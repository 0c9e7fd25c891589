use serde::Serialize;

use super::words::{amount_in_words, CurrencyWords};
use crate::bill::{item_tax, BillBreakdown, ItemKind, LineItem, TaxTreatment};
use crate::config::{Customer, Seller};
use crate::error::Result;

/// Name and address block printed on the invoice
#[derive(Debug, Serialize, Clone, PartialEq)]
pub struct Party {
    pub name: String,
    pub address_lines: Vec<String>,
    pub phone: Option<String>,
    pub email: Option<String>,
    pub gstin: Option<String>,
}

impl From<&Seller> for Party {
    fn from(seller: &Seller) -> Self {
        let mut region = format!("{}, {} {}", seller.city, seller.state, seller.zip);
        if let Some(code) = &seller.state_code {
            region.push_str(&format!(" (State code {code})"));
        }
        Self {
            name: seller.name.clone(),
            address_lines: vec![seller.address.clone(), region, seller.country.clone()],
            phone: seller.phone.clone(),
            email: Some(seller.email.clone()),
            gstin: seller.gstin.clone(),
        }
    }
}

impl From<&Customer> for Party {
    fn from(customer: &Customer) -> Self {
        let region = match (&customer.city, &customer.state) {
            (Some(city), Some(state)) => Some(format!("{city}, {state}")),
            (Some(place), None) | (None, Some(place)) => Some(place.clone()),
            (None, None) => None,
        };
        Self {
            name: customer.name.clone(),
            address_lines: customer.address.iter().cloned().chain(region).collect(),
            phone: Some(customer.phone.clone()),
            email: customer.email.clone(),
            gstin: customer.gstin.clone(),
        }
    }
}

#[derive(Debug, Clone)]
pub struct Parties {
    pub buyer: Party,
    pub seller: Party,
}

/// Order details that pass straight through to the document
#[derive(Debug, Clone)]
pub struct OrderMeta {
    pub number: String,
    pub date: String,
    pub payment_mode: String,
    pub currency: String,
    pub currency_symbol: String,
    pub offer: Option<String>,
}

/// One printed line
#[derive(Debug, Serialize, Clone, PartialEq)]
pub struct InvoiceRow {
    pub index: usize,
    pub kind: ItemKind,
    pub code: String,
    pub name: String,
    pub unit_price: f64,
    pub quantity: u32,
    pub gst_rate: f64,
    pub tax_treatment: TaxTreatment,
    pub line_total: f64,
    pub discount: f64,
    pub taxable_value: f64,
    pub cgst: f64,
    pub sgst: f64,
    pub tax_amount: f64,
    pub net_total: f64,
}

/// Totals block, copied from the bill breakdown
#[derive(Debug, Serialize, Clone, PartialEq)]
pub struct InvoiceTotals {
    pub subtotal: f64,
    pub discount_percentage: f64,
    pub discount: f64,
    pub amount_after_discount: f64,
    pub taxable_amount: f64,
    pub cgst: f64,
    pub sgst: f64,
    pub exclusive_gst: f64,
    pub inclusive_gst: f64,
    pub total_gst: f64,
    pub final_amount: f64,
}

impl From<&BillBreakdown> for InvoiceTotals {
    fn from(bill: &BillBreakdown) -> Self {
        Self {
            subtotal: bill.subtotal,
            discount_percentage: bill.discount_percentage,
            discount: bill.discount_amount,
            amount_after_discount: bill.amount_after_discount,
            taxable_amount: bill.taxable_value,
            cgst: bill.cgst(),
            sgst: bill.sgst(),
            exclusive_gst: bill.exclusive.total,
            inclusive_gst: bill.inclusive.total,
            total_gst: bill.total_gst,
            final_amount: bill.final_amount,
        }
    }
}

/// Everything the PDF template needs
#[derive(Debug, Serialize, Clone)]
pub struct InvoiceDocument {
    pub number: String,
    pub date: String,
    pub seller: Party,
    pub buyer: Party,
    pub payment_mode: String,
    pub offer: Option<String>,
    pub currency_symbol: String,
    pub line_items: Vec<InvoiceRow>,
    pub totals: InvoiceTotals,
    pub amount_in_words: String,
}

/// Project a computed bill into invoice rows and totals.
///
/// Row tax goes through the same rule the calculator used, so inclusive
/// rows show extracted GST rather than GST added on top. `line_items` are
/// expected in the order they were billed (services, then products).
pub fn format_invoice(
    breakdown: &BillBreakdown,
    line_items: &[LineItem],
    parties: Parties,
    meta: OrderMeta,
) -> Result<InvoiceDocument> {
    let rows = line_items
        .iter()
        .enumerate()
        .map(|(idx, item)| {
            let tax = item_tax(item, breakdown.discount_percentage);
            InvoiceRow {
                index: idx + 1,
                kind: item.kind,
                code: item.code.clone(),
                name: item.name.clone(),
                unit_price: item.unit_price,
                quantity: item.quantity,
                gst_rate: item.gst_rate,
                tax_treatment: item.tax_treatment,
                line_total: tax.line_total,
                discount: tax.discount,
                taxable_value: tax.taxable_value,
                cgst: tax.cgst(),
                sgst: tax.sgst(),
                tax_amount: tax.gst,
                net_total: tax.net_total,
            }
        })
        .collect();

    let amount_in_words =
        amount_in_words(breakdown.final_amount, &CurrencyWords::for_code(&meta.currency))?;

    Ok(InvoiceDocument {
        number: meta.number,
        date: meta.date,
        seller: parties.seller,
        buyer: parties.buyer,
        payment_mode: meta.payment_mode,
        offer: meta.offer,
        currency_symbol: meta.currency_symbol,
        line_items: rows,
        totals: InvoiceTotals::from(breakdown),
        amount_in_words,
    })
}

Problem details:
Could you reproduce all of the entries above exactly?

Answer to the exercise:
repository 0c9e7fd25c891589
use serde::Serialize;

use super::words::{amount_in_words, CurrencyWords};
use crate::bill::{item_tax, BillBreakdown, ItemKind, LineItem, TaxTreatment};
use crate::config::{Customer, Seller};
use crate::error::Result;

/// Name and address block printed on the invoice
#[derive(Debug, Serialize, Clone, PartialEq)]
pub struct Party {
    pub name: String,
    pub address_lines: Vec<String>,
    pub phone: Option<String>,
    pub email: Option<String>,
    pub gstin: Option<String>,
}

impl From<&Seller> for Party {
    fn from(seller: &Seller) -> Self {
        let mut region = format!("{}, {} {}", seller.city, seller.state, seller.zip);
        if let Some(code) = &seller.state_code {
            region.push_str(&format!(" (State code {code})"));
        }
        Self {
            name: seller.name.clone(),
            address_lines: vec![seller.address.clone(), region, seller.country.clone()],
            phone: seller.phone.clone(),
            email: Some(seller.email.clone()),
            gstin: seller.gstin.clone(),
        }
    }
}

impl From<&Customer> for Party {
    fn from(customer: &Customer) -> Self {
        let region = match (&customer.city, &customer.state) {
            (Some(city), Some(state)) => Some(format!("{city}, {state}")),
            (Some(place), None) | (None, Some(place)) => Some(place.clone()),
            (None, None) => None,
        };
        Self {
            name: customer.name.clone(),
            address_lines: customer.address.iter().cloned().chain(region).collect(),
            phone: Some(customer.phone.clone()),
            email: customer.email.clone(),
            gstin: customer.gstin.clone(),
        }
    }
}

#[derive(Debug, Clone)]
pub struct Parties {
    pub buyer: Party,
    pub seller: Party,
}

/// Order details that pass straight through to the document
#[derive(Debug, Clone)]
pub struct OrderMeta {
    pub number: String,
    pub date: String,
    pub payment_mode: String,
    pub currency: String,
    pub currency_symbol: String,
    pub offer: Option<String>,
}

/// One printed line
#[derive(Debug, Serialize, Clone, PartialEq)]
pub struct InvoiceRow {
    pub index: usize,
    pub kind: ItemKind,
    pub code: String,
    pub name: String,
    pub unit_price: f64,
    pub quantity: u32,
    pub gst_rate: f64,
    pub tax_treatment: TaxTreatment,
    pub line_total: f64,
    pub discount: f64,
    pub taxable_value: f64,
    pub cgst: f64,
    pub sgst: f64,
    pub tax_amount: f64,
    pub net_total: f64,
}

/// Totals block, copied from the bill breakdown
#[derive(Debug, Serialize, Clone, PartialEq)]
pub struct InvoiceTotals {
    pub subtotal: f64,
    pub discount_percentage: f64,
    pub discount: f64,
    pub amount_after_discount: f64,
    pub taxable_amount: f64,
    pub cgst: f64,
    pub sgst: f64,
    pub exclusive_gst: f64,
    pub inclusive_gst: f64,
    pub total_gst: f64,
    pub final_amount: f64,
}

impl From<&BillBreakdown> for InvoiceTotals {
    fn from(bill: &BillBreakdown) -> Self {
        Self {
            subtotal: bill.subtotal,
            discount_percentage: bill.discount_percentage,
            discount: bill.discount_amount,
            amount_after_discount: bill.amount_after_discount,
            taxable_amount: bill.taxable_value,
            cgst: bill.cgst(),
            sgst: bill.sgst(),
            exclusive_gst: bill.exclusive.total,
            inclusive_gst: bill.inclusive.total,
            total_gst: bill.total_gst,
            final_amount: bill.final_amount,
        }
    }
}

/// Everything the PDF template needs
#[derive(Debug, Serialize, Clone)]
pub struct InvoiceDocument {
    pub number: String,
    pub date: String,
    pub seller: Party,
    pub buyer: Party,
    pub payment_mode: String,
    pub offer: Option<String>,
    pub currency_symbol: String,
    pub line_items: Vec<InvoiceRow>,
    pub totals: InvoiceTotals,
    pub amount_in_words: String,
}

/// Project a computed bill into invoice rows and totals.
///
/// Row tax goes through the same rule the calculator used, so inclusive
/// rows show extracted GST rather than GST added on top. `line_items` are
/// expected in the order they were billed (services, then products).
pub fn format_invoice(
    breakdown: &BillBreakdown,
    line_items: &[LineItem],
    parties: Parties,
    meta: OrderMeta,
) -> Result<InvoiceDocument> {
    let rows = line_items
        .iter()
        .enumerate()
        .map(|(idx, item)| {
            let tax = item_tax(item, breakdown.discount_percentage);
            InvoiceRow {
                index: idx + 1,
                kind: item.kind,
                code: item.code.clone(),
                name: item.name.clone(),
                unit_price: item.unit_price,
                quantity: item.quantity,
                gst_rate: item.gst_rate,
                tax_treatment: item.tax_treatment,
                line_total: tax.line_total,
                discount: tax.discount,
                taxable_value: tax.taxable_value,
                cgst: tax.cgst(),
                sgst: tax.sgst(),
                tax_amount: tax.gst,
                net_total: tax.net_total,
            }
        })
        .collect();

    let amount_in_words =
        amount_in_words(breakdown.final_amount, &CurrencyWords::for_code(&meta.currency))?;

    Ok(InvoiceDocument {
        number: meta.number,
        date: meta.date,
        seller: parties.seller,
        buyer: parties.buyer,
        payment_mode: meta.payment_mode,
        offer: meta.offer,
        currency_symbol: meta.currency_symbol,
        line_items: rows,
        totals: InvoiceTotals::from(breakdown),
        amount_in_words,
    })
}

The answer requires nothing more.